[Stored items]
_____

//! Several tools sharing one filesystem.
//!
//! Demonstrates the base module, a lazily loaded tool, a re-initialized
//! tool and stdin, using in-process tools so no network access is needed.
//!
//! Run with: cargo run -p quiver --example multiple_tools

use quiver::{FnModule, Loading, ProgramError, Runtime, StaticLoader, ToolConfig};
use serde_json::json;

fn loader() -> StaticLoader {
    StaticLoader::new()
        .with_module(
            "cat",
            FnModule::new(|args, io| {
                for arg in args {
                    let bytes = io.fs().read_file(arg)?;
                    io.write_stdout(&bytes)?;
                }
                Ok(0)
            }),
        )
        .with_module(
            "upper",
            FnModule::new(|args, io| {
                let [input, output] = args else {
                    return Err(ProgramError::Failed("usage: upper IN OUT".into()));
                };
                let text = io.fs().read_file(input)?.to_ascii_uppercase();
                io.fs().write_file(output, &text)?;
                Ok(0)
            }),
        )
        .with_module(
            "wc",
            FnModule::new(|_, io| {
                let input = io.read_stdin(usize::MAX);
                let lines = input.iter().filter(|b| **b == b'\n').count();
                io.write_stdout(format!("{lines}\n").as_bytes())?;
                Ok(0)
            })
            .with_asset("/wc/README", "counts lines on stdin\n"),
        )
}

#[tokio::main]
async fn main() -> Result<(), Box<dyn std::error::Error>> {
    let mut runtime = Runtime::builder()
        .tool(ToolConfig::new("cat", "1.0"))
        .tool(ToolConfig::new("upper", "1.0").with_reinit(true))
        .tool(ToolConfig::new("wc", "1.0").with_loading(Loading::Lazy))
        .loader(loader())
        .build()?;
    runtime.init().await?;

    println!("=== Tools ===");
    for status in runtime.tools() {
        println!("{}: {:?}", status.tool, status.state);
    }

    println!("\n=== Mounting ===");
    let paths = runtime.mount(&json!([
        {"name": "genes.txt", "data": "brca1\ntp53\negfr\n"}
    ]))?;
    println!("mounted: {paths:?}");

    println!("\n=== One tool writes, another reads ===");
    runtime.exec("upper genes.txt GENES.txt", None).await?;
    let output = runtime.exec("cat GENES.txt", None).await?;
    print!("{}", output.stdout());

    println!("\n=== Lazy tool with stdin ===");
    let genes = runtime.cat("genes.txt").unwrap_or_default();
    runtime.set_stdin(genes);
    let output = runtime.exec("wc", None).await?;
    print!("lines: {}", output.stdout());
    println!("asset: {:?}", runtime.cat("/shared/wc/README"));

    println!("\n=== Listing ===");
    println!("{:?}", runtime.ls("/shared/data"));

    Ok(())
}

_____

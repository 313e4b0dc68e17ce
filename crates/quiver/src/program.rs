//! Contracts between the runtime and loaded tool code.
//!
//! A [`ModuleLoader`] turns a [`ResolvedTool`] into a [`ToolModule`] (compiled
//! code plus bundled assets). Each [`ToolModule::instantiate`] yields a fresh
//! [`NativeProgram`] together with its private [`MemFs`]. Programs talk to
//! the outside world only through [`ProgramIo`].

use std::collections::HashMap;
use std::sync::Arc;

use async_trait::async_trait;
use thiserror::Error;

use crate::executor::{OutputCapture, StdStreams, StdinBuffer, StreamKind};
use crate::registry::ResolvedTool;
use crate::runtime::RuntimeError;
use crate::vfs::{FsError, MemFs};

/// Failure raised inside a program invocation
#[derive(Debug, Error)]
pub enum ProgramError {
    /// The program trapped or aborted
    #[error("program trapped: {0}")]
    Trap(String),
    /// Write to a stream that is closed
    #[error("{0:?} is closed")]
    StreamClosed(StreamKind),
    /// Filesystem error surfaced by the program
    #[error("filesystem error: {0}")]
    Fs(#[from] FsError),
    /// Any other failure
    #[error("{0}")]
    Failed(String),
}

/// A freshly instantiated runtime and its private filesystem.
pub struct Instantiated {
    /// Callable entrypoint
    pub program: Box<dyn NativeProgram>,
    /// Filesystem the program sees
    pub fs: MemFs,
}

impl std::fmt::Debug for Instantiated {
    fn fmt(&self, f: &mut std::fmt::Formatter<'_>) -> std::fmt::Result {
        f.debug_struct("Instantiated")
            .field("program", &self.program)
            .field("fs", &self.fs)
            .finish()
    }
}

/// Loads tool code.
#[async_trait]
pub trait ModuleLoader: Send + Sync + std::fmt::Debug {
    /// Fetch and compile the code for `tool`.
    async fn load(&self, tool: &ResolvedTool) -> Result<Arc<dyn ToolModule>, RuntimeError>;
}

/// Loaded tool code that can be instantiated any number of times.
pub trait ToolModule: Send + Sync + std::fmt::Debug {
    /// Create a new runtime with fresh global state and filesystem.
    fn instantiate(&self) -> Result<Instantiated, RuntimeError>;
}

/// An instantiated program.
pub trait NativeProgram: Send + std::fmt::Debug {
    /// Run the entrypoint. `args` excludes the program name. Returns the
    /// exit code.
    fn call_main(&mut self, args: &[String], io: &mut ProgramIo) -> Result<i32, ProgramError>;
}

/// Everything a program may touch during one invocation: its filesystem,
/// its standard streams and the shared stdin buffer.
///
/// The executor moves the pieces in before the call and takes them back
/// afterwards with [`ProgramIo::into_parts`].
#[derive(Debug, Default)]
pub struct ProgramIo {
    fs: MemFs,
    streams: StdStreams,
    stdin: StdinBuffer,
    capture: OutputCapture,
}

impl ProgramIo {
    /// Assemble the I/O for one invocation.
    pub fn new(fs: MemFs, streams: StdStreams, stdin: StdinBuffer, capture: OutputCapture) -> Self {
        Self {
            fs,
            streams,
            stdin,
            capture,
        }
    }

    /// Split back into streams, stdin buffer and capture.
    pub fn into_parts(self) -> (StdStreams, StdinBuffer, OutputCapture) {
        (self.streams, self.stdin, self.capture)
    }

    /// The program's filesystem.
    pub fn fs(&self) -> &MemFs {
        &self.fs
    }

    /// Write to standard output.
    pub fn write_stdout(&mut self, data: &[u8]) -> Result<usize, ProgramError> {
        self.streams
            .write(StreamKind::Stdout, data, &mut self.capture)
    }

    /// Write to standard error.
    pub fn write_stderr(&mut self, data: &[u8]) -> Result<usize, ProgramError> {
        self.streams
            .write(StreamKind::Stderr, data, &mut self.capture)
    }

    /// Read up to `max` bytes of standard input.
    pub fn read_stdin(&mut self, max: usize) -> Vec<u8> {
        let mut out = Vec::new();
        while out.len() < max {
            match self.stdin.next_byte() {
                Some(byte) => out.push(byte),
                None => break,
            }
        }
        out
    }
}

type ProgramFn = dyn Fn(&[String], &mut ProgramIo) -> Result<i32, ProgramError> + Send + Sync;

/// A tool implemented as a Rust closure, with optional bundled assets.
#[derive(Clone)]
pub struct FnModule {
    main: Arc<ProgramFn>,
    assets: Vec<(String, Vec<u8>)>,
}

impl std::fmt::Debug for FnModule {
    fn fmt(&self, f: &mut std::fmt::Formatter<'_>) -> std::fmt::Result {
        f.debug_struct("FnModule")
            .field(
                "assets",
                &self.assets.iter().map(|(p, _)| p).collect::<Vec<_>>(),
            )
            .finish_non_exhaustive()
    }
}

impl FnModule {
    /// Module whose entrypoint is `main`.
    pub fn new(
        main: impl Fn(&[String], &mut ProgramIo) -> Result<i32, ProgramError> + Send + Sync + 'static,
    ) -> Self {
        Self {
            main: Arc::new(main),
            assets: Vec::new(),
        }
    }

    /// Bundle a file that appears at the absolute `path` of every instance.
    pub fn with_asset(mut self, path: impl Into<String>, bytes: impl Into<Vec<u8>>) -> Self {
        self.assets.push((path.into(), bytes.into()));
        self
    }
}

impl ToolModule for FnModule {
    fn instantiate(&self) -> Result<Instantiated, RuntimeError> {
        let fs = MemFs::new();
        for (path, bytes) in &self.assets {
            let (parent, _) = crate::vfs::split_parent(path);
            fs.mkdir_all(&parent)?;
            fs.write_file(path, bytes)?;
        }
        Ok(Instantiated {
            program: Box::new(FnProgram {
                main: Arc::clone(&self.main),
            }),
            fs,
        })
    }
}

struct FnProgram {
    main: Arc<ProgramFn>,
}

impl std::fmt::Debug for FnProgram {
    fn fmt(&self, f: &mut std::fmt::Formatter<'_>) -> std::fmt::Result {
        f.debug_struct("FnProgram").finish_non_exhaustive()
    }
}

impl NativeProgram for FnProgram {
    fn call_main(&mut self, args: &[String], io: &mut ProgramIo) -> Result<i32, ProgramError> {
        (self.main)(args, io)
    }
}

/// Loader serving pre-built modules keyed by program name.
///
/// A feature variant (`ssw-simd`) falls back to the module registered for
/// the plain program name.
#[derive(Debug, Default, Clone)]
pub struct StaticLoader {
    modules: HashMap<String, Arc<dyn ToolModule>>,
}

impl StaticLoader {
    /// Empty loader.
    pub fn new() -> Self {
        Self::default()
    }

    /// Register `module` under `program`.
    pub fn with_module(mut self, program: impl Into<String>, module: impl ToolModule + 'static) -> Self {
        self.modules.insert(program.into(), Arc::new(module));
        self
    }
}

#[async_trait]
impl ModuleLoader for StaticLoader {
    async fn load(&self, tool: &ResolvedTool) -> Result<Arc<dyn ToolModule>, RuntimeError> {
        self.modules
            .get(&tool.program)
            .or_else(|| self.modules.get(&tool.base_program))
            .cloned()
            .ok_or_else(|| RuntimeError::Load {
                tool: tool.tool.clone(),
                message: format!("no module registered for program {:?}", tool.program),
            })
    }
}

_____

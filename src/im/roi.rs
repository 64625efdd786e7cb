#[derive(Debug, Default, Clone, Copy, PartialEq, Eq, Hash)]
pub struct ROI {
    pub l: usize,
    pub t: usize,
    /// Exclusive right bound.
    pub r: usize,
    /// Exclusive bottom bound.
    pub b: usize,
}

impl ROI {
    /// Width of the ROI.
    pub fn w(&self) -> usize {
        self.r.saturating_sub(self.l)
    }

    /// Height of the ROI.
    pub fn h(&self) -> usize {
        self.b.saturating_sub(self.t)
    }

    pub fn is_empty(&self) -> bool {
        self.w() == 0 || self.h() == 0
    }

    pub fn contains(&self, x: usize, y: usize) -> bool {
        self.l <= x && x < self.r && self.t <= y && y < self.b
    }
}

_____

◆ THE TASK ◆
Counting the lines above that hold "Send", reply with the number and no other words.

◆ SOLUTION FOR THIS PROBLEM ◆
5